Si vous n’avez pas vu [Ken Shirriff]démontages et expéditions de rétro-ingénierie, alors vous allez vous régaler. Son explication et sa démonstration du système de télémétrie numérique Apollo sont une lecture fascinante, même si l’informatique et l’ingénierie vintage ne font pas partie de votre tarif normal.

Le lecteur Hackaday moyen devrait être familiarisé avec le concept de détermination de la distance d’un objet lointain en mesurant le temps qu’il faut à un son ou à une onde radio pour se refléter, comme dans le sonar et le radar. Aller plus loin et mesurer le décalage Doppler – la différence de fréquence du signal renvoyé – nous indiquera la vitesse de l’objet par rapport à notre position. C’est si simple qu’un Arduino peut le faire. Mais à l’époque d’Apollon, il n’y avait pas d’Arduino. En fait, il n’y avait pas de circuits intégrés. Et les missions Apollo sont allées jusqu’à la lune, bien trop éloignée pour des mesures radar relativement simples.

Le TPAC contenait une logique de transistor pour l’ordinateur de télémétrie

Comment la portée (distance), la position et la vitesse pourraient-elles alors être mesurées ? La réponse est celle qui [Ken] décrit avec justesse comme fractale : chaque couche de complexité cache en dessous une autre couche de complexité. En utilisant des équations datant de la Chine du 3ème siècle ainsi qu’une télémétrie à signal faible de pointe, les ingénieurs d’Apollo ont conçu un système complexe mais réalisable qui utilisait un transpondeur en bande S pour prendre les données transmises par une puissante station au sol et les renvoyer sur une autre fréquence.
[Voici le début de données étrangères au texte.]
use super::consts::*;
use crate::{Icon, PoiRecord};
use log::trace;
use std::io::Read;
use thiserror::Error;

#[derive(Error, Debug)]
pub enum DecodeError {
    #[error(transparent)]
    Io(#[from] std::io::Error),
    #[error("file too short: expected 128 bytes, got {actual}")]
    TruncatedInput { actual: usize },
    #[error("unexpected size: file is longer than 128 bytes")]
    UnexpectedSize,
    #[error("invalid file type: unknown icon index {0}")]
    InvalidIconIndex(u8),
    #[error("invalid signature 0x{0:02x}")]
    InvalidSignature(u8),
}

/// Reads a single POI record from `reader`.
///
/// At most one byte past the record is consumed, which is enough to tell a
/// well-formed file from one with excess data.
pub fn read_record<R: Read>(reader: R) -> Result<PoiRecord, DecodeError> {
    let mut data = Vec::with_capacity(RECORD_SIZE + 1);
    reader.take(RECORD_SIZE as u64 + 1).read_to_end(&mut data)?;
    decode_record(&data)
}

/// Decodes a POI record from a buffer that must be exactly
/// [`RECORD_SIZE`](crate::poi::RECORD_SIZE) bytes long.
///
/// A signature other than `0x01` does not fail decoding, see
/// [`PoiRecord::check_signature`].
pub fn decode_record(data: &[u8]) -> Result<PoiRecord, DecodeError> {
    if data.len() < RECORD_SIZE {
        return Err(DecodeError::TruncatedInput { actual: data.len() });
    }
    let data: &[u8; RECORD_SIZE] = data
        .try_into()
        .map_err(|_| DecodeError::UnexpectedSize)?;

    let icon_index = data[ICON_OFFSET];
    let icon = Icon::from_index(icon_index).ok_or(DecodeError::InvalidIconIndex(icon_index))?;

    let record = PoiRecord {
        signature: data[SIGNATURE_OFFSET],
        icon,
        reserved1: field(data, RESERVED1_OFFSET),
        name: field(data, NAME_OFFSET),
        reserved2: field(data, RESERVED2_OFFSET),
        latitude: decode_coordinate(data, LATITUDE_OFFSET),
        longitude: decode_coordinate(data, LONGITUDE_OFFSET),
        trailer: field(data, TRAILER_OFFSET),
    };
    trace!("decoded {record:?}");

    Ok(record)
}

fn field<const N: usize>(data: &[u8; RECORD_SIZE], offset: usize) -> [u8; N] {
    let mut buf = [0u8; N];
    buf.copy_from_slice(&data[offset..offset + N]);
    buf
}

fn decode_coordinate(data: &[u8; RECORD_SIZE], offset: usize) -> f64 {
    i32::from_le_bytes(field(data, offset)) as f64 / COORDINATE_SCALE
}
Un grand hack consistait à utiliser la modulation de phase pour coder la liaison descendante au lieu de la modulation de fréquence afin que les données Doppler acquises sur la liaison montante ne soient pas perdues sur la liaison descendante.

En connaissant la position précise de la station au sol et des très grandes antennes paraboliques, non seulement la distance et la vitesse pouvaient être mesurées, mais une bonne estimation de la position de l’engin spatial dans l’espace 3D pouvait également être obtenue.

De l’utilisation de la mémoire de ligne à retard pour agréger les signaux faibles à un ordinateur de machine d’état composé d’une logique de transistor discrète, jusqu’au transpondeur de pointe sur le module de commande, le système de télémétrie numérique Apollo est un excellent exemple de grands hacks qui sortent d’un programme aux contraintes techniques fortes.

Nous vous recommandons vivement de donner [Ken]Lisez le blog de et assurez-vous de consulter les pages Web de démonstration interactives qu’il a mises en place pour nous aider à saisir le génie des équipes d’ingénierie d’Apollo. [Ken]a été présenté sur Hackaday à plusieurs reprises en rétro-ingénierie de choses aussi diverses qu’une puce Yamaha DX7 Synth.